Ancient Warrior Women


Ancient Warrior Women

Back in the ancient times, in a part of the world that is now part of Russia, there is believed to have lived a powerful race of women warriors. Popularly known as Amazons, these women have long been a part of Greek mythology. Xena, the popular television show, is a representation of these mythological women; this is not to say that the show is necessarily historically accurate.

The region along the east coast of the Black Sea (Pontus Euxidus), near the Sea of Azov and south of the Causasus, was known to the ancients as Colchis. This is the place where the mythological Jason and the Argonauts conquered the Golden Fleece. It is, also, the alleged birthplace of Medea, warrior and daughter of the king, Aeetes. Medea became Jason's wife. The Greek historian, Herodotus, believed that the region of Colchis had been inhabited by Egyptians in roughly the 19th century BC. Many of the people of Colchis were, thus, descendants of these Egyptians. While history does not support this notion, the fact remains that many African communities did exist in this region.
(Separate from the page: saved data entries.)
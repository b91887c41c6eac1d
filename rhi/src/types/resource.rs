//! Resource descriptors, flags and GPU access states.

use bitflags::bitflags;

use super::Format;

/// Dimensionality of a resource.
#[derive(Debug, Clone, Copy, PartialEq, Eq, Hash, Default)]
pub enum ResourceDimension {
    /// Linear buffer. `width` is its size in bytes.
    #[default]
    Buffer,
    /// Two-dimensional texture.
    Texture2D,
}

bitflags! {
    /// Usage flags a resource is created with.
    #[derive(Debug, Clone, Copy, PartialEq, Eq, Hash, Default)]
    pub struct ResourceFlags: u32 {
        /// Resource can be bound as a render target.
        const ALLOW_RENDER_TARGET = 1 << 0;
        /// Resource can be bound as a depth-stencil target.
        const ALLOW_DEPTH_STENCIL = 1 << 1;
        /// Resource can be bound for unordered access.
        const ALLOW_UNORDERED_ACCESS = 1 << 2;
        /// Resource can never be read through a shader resource view.
        const DENY_SHADER_RESOURCE = 1 << 3;
    }
}

bitflags! {
    /// GPU access state of a resource, as declared by resource barriers.
    #[derive(Debug, Clone, Copy, PartialEq, Eq, Hash, Default)]
    pub struct ResourceStates: u32 {
        /// Common state. Also the presentation state.
        const COMMON = 0;
        /// Read as vertex or constant buffer.
        const VERTEX_AND_CONSTANT_BUFFER = 1 << 0;
        /// Read as index buffer.
        const INDEX_BUFFER = 1 << 1;
        /// Written as render target.
        const RENDER_TARGET = 1 << 2;
        /// Read or written through an unordered access view.
        const UNORDERED_ACCESS = 1 << 3;
        /// Written as depth buffer.
        const DEPTH_WRITE = 1 << 4;
        /// Read as depth buffer.
        const DEPTH_READ = 1 << 5;
        /// Read by non-pixel shader stages.
        const NON_PIXEL_SHADER_RESOURCE = 1 << 6;
        /// Read by the pixel shader stage.
        const PIXEL_SHADER_RESOURCE = 1 << 7;
        /// Destination of a copy.
        const COPY_DEST = 1 << 8;
        /// Source of a copy.
        const COPY_SOURCE = 1 << 9;
        /// Required initial state of upload heap resources.
        const GENERIC_READ = Self::VERTEX_AND_CONSTANT_BUFFER.bits()
            | Self::INDEX_BUFFER.bits()
            | Self::NON_PIXEL_SHADER_RESOURCE.bits()
            | Self::PIXEL_SHADER_RESOURCE.bits()
            | Self::COPY_SOURCE.bits();
    }
}

impl ResourceStates {
    /// State of a back buffer handed to the presentation engine.
    pub const PRESENT: Self = Self::COMMON;

    /// Whether this state includes any write access.
    pub fn is_write(self) -> bool {
        self.intersects(
            Self::RENDER_TARGET | Self::UNORDERED_ACCESS | Self::DEPTH_WRITE | Self::COPY_DEST,
        )
    }
}

/// Descriptor for creating a buffer or texture.
#[derive(Debug, Clone, PartialEq, Eq, Hash)]
pub struct ResourceDescriptor {
    /// Debug label for the resource.
    pub label: Option<String>,
    /// Buffer or texture.
    pub dimension: ResourceDimension,
    /// Width in texels, or size in bytes for buffers.
    pub width: u64,
    /// Height in texels. Always 1 for buffers.
    pub height: u32,
    /// Array size. Always 1 for buffers.
    pub depth_or_array_size: u16,
    /// Mip level count. Always 1 for buffers.
    pub mip_levels: u16,
    /// Texel format. [`Format::Unknown`] for buffers.
    pub format: Format,
    /// Usage flags.
    pub flags: ResourceFlags,
}

impl ResourceDescriptor {
    /// Create a buffer descriptor of `size` bytes.
    pub fn buffer(size: u64) -> Self {
        Self {
            label: None,
            dimension: ResourceDimension::Buffer,
            width: size,
            height: 1,
            depth_or_array_size: 1,
            mip_levels: 1,
            format: Format::Unknown,
            flags: ResourceFlags::empty(),
        }
    }

    /// Create a 2D texture descriptor.
    pub fn texture_2d(width: u32, height: u32, format: Format) -> Self {
        Self {
            label: None,
            dimension: ResourceDimension::Texture2D,
            width: u64::from(width),
            height,
            depth_or_array_size: 1,
            mip_levels: 1,
            format,
            flags: ResourceFlags::empty(),
        }
    }

    /// Set the debug label.
    pub fn with_label(mut self, label: impl Into<String>) -> Self {
        self.label = Some(label.into());
        self
    }

    /// Set the usage flags.
    pub fn with_flags(mut self, flags: ResourceFlags) -> Self {
        self.flags = flags;
        self
    }

    /// Set the mip level count.
    pub fn with_mip_levels(mut self, mip_levels: u16) -> Self {
        self.mip_levels = mip_levels;
        self
    }

    /// Check if this describes a buffer.
    pub fn is_buffer(&self) -> bool {
        self.dimension == ResourceDimension::Buffer
    }

    /// Bytes in one row of the top mip level. Equal to the size for buffers.
    pub fn row_pitch(&self) -> u64 {
        match self.dimension {
            ResourceDimension::Buffer => self.width,
            ResourceDimension::Texture2D => self.width * u64::from(self.format.bytes_per_pixel()),
        }
    }

    /// Size of the top mip level in bytes, or the buffer size.
    pub fn size_in_bytes(&self) -> u64 {
        match self.dimension {
            ResourceDimension::Buffer => self.width,
            ResourceDimension::Texture2D => {
                self.row_pitch() * u64::from(self.height) * u64::from(self.depth_or_array_size)
            }
        }
    }
}

impl Default for ResourceDescriptor {
    fn default() -> Self {
        Self::buffer(0)
    }
}
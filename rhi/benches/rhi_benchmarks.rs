use std::time::Duration;

use criterion::{Criterion, black_box, criterion_group, criterion_main};

use redlilium_rhi::types::{
    CommandListType, DescriptorHeapFlags, DescriptorHeapType, HeapType, QueueType,
};
use redlilium_rhi::{
    DescriptorAllocator, DeviceConfig, FrameHandler, FrameLoop, FrameLoopConfig, FrameRing,
    FrameTime, GraphicsDevice, GraphicsPresenter, GraphicsResult, PresentationParameters,
    RenderContext, ShaderResourceView, SwapChainPresenter,
};

// ---------------------------------------------------------------------------
// Descriptors
// ---------------------------------------------------------------------------

fn bench_descriptor_allocate(c: &mut Criterion) {
    let device = GraphicsDevice::new(DeviceConfig::default()).unwrap();
    let allocator = DescriptorAllocator::new(
        device.backend().clone(),
        DescriptorHeapType::CbvSrvUav,
        4096,
        DescriptorHeapFlags::empty(),
    )
    .unwrap();

    c.bench_function("descriptor_allocate_8", |b| {
        b.iter(|| black_box(allocator.allocate(black_box(8)).unwrap()));
    });
}

fn bench_descriptor_set_fill(c: &mut Criterion) {
    let device = GraphicsDevice::new(DeviceConfig::default()).unwrap();
    let views: Vec<_> = (0..8)
        .map(|_| {
            let buffer = device.create_buffer(256, HeapType::Default, None).unwrap();
            ShaderResourceView::new(&buffer).unwrap()
        })
        .collect();

    c.bench_function("descriptor_set_fill_8_views", |b| {
        b.iter(|| {
            let mut set = device
                .create_descriptor_set(DescriptorHeapType::CbvSrvUav, 8)
                .unwrap();
            set.add_resource_views(&views).unwrap();
            black_box(set);
        });
    });
}

// ---------------------------------------------------------------------------
// Submission
// ---------------------------------------------------------------------------

fn bench_signal_and_wait(c: &mut Criterion) {
    let device = GraphicsDevice::new(DeviceConfig::default()).unwrap();
    let queue = device.queue(QueueType::Direct);

    c.bench_function("queue_signal_wait", |b| {
        b.iter(|| {
            let value = queue.add_signal().unwrap();
            queue.wait_for_signal(value).unwrap();
        });
    });
}

fn bench_record_and_submit(c: &mut Criterion) {
    let device = GraphicsDevice::new(DeviceConfig::default()).unwrap();
    let src = device
        .create_buffer_with_data(&[7u8; 4096], HeapType::Upload, None)
        .unwrap();
    let dst = device.create_buffer(4096, HeapType::Readback, None).unwrap();
    let allocator = device
        .create_command_allocator(CommandListType::Direct)
        .unwrap();
    let mut list = device
        .create_command_list(CommandListType::Direct, allocator, None)
        .unwrap();
    list.close().unwrap();
    let queue = device.queue(QueueType::Direct);

    c.bench_function("record_copy_and_submit", |b| {
        b.iter(|| {
            list.reset().unwrap();
            list.copy_buffer_region(&dst, 0, &src, 0, 4096).unwrap();
            let compiled = list.close().unwrap();
            black_box(queue.execute_command_lists(&[&compiled]).unwrap());
        });
    });
}

// ---------------------------------------------------------------------------
// Frames
// ---------------------------------------------------------------------------

fn bench_frame_ring_cycle(c: &mut Criterion) {
    let device = GraphicsDevice::new(DeviceConfig::default()).unwrap();
    let mut ring = FrameRing::new(&device, QueueType::Direct, &FrameLoopConfig::new(3)).unwrap();

    c.bench_function("frame_ring_begin_end", |b| {
        b.iter(|| {
            ring.begin_frame().unwrap();
            black_box(ring.end_frame().unwrap());
        });
    });
}

struct ClearOnly;

impl FrameHandler for ClearOnly {
    fn update(&mut self, _time: &FrameTime) -> GraphicsResult<()> {
        Ok(())
    }

    fn render(&mut self, ctx: &mut RenderContext<'_>) -> GraphicsResult<()> {
        let rtv = ctx.presenter.render_target_view()?;
        ctx.list.clear_render_target_view(rtv, [0.1, 0.2, 0.3, 1.0])
    }
}

fn bench_frame_loop_tick(c: &mut Criterion) {
    let device = GraphicsDevice::new(DeviceConfig::default()).unwrap();
    let presenter = SwapChainPresenter::new(&device, PresentationParameters::new(64, 64)).unwrap();
    let frame_loop = FrameLoop::new(&device, presenter, &FrameLoopConfig::new(2)).unwrap();
    let mut handler = ClearOnly;

    c.bench_function("frame_loop_tick_64x64_clear", |b| {
        b.iter(|| {
            black_box(
                frame_loop
                    .tick(&mut handler, Duration::from_millis(16))
                    .unwrap(),
            );
        });
    });
}

criterion_group!(descriptors, bench_descriptor_allocate, bench_descriptor_set_fill);
criterion_group!(submission, bench_signal_and_wait, bench_record_and_submit);
criterion_group!(frames, bench_frame_ring_cycle, bench_frame_loop_tick);
criterion_main!(descriptors, submission, frames);
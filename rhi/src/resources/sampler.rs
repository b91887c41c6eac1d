//! Samplers living in the sampler descriptor heap.

use std::sync::Arc;

use crate::descriptors::{CpuDescriptorHandle, DescriptorAllocator};
use crate::error::GraphicsResult;
use crate::types::{SamplerDescription, ViewDescription};

/// A sampler descriptor written into a CPU sampler heap slot.
#[derive(Clone)]
pub struct Sampler {
    allocator: Arc<DescriptorAllocator>,
    handle: CpuDescriptorHandle,
    description: SamplerDescription,
}

impl Sampler {
    /// Write `description` into a fresh slot of a sampler allocator.
    pub fn new(
        allocator: &Arc<DescriptorAllocator>,
        description: SamplerDescription,
    ) -> GraphicsResult<Self> {
        let handle = allocator.allocate(1)?;
        allocator
            .backend()
            .create_view(None, &ViewDescription::Sampler(description), handle)?;
        log::trace!("Created sampler {:?} at {:#x}", description.filter, handle.ptr);
        Ok(Self {
            allocator: allocator.clone(),
            handle,
            description,
        })
    }

    /// CPU handle of the descriptor slot.
    pub fn cpu_handle(&self) -> CpuDescriptorHandle {
        self.handle
    }

    /// The sampler description.
    pub fn description(&self) -> &SamplerDescription {
        &self.description
    }

    /// Allocator the slot was taken from.
    pub fn allocator(&self) -> &Arc<DescriptorAllocator> {
        &self.allocator
    }
}

impl std::fmt::Debug for Sampler {
    fn fmt(&self, f: &mut std::fmt::Formatter<'_>) -> std::fmt::Result {
        f.debug_struct("Sampler")
            .field("handle", &format_args!("{:#x}", self.handle.ptr))
            .field("description", &self.description)
            .finish()
    }
}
Dr. Jeannine Davis-Kimball, Center for the Study of the Eurasian Nomads, in Berkeley, California, is certain that the warrior women, or Amazons, did exist. In 1995, she led excavations which unearthed fifty kurgans (burial mounds) near Pokrovka, Russia; in the Eurasian Steppe, near the border of Kazakstan. The dig exposed the remains of women who had been buried with weapons and other artifacts and dated to ca. 600 BC. Furthermore, the skeleton of a teenaged female featured dramatic bowed legs bones which indicated that this individual had spend a good bit of time, and from an early age, astride a horse. There was evidence that this young woman had been killed by an arrow to the chest. It is believed that these skeletons belong to the Scythians.

No one really knows the origin of the, so called, Amazons. Legend has it that a group of them escaped from their Greek captors aboard a ship in the Black Sea. They came ashore by the Sea of Azov, warred with and eventually mated with the local Scythians from Colchis (south of the Caucasus). Their children are known as Sauromations; the earliest ancestors of the Sarmatian tribes. Their history is dramatic and involves most of the major events of ancient Greek mythology. The region of Scythia spanned along the forest steppes, bordered by the Carpathian Mountains and the Don River. It was believed that the Scythians died out in the early 300's BC. New evidence suggests that then evolved from a warring tribe to an agricultural one.

Herodotus claimed that the Sarmatian women carried forth the ancient Amazon traditions: hunting and fighting on horseback along side their men and dressing like the men. In fact, legend states that a Sarmatian girl could not marry until she had her first kill in battle. Excavations have revealed that these women were buried with the implements of war. A wealth of artifacts, from the Middle Sarmatian period (ca. 100 BC to AD 150) have been found in the burial sites at Kobyakovo, Kosika, Rostov-on-Don and Krasnogorovka.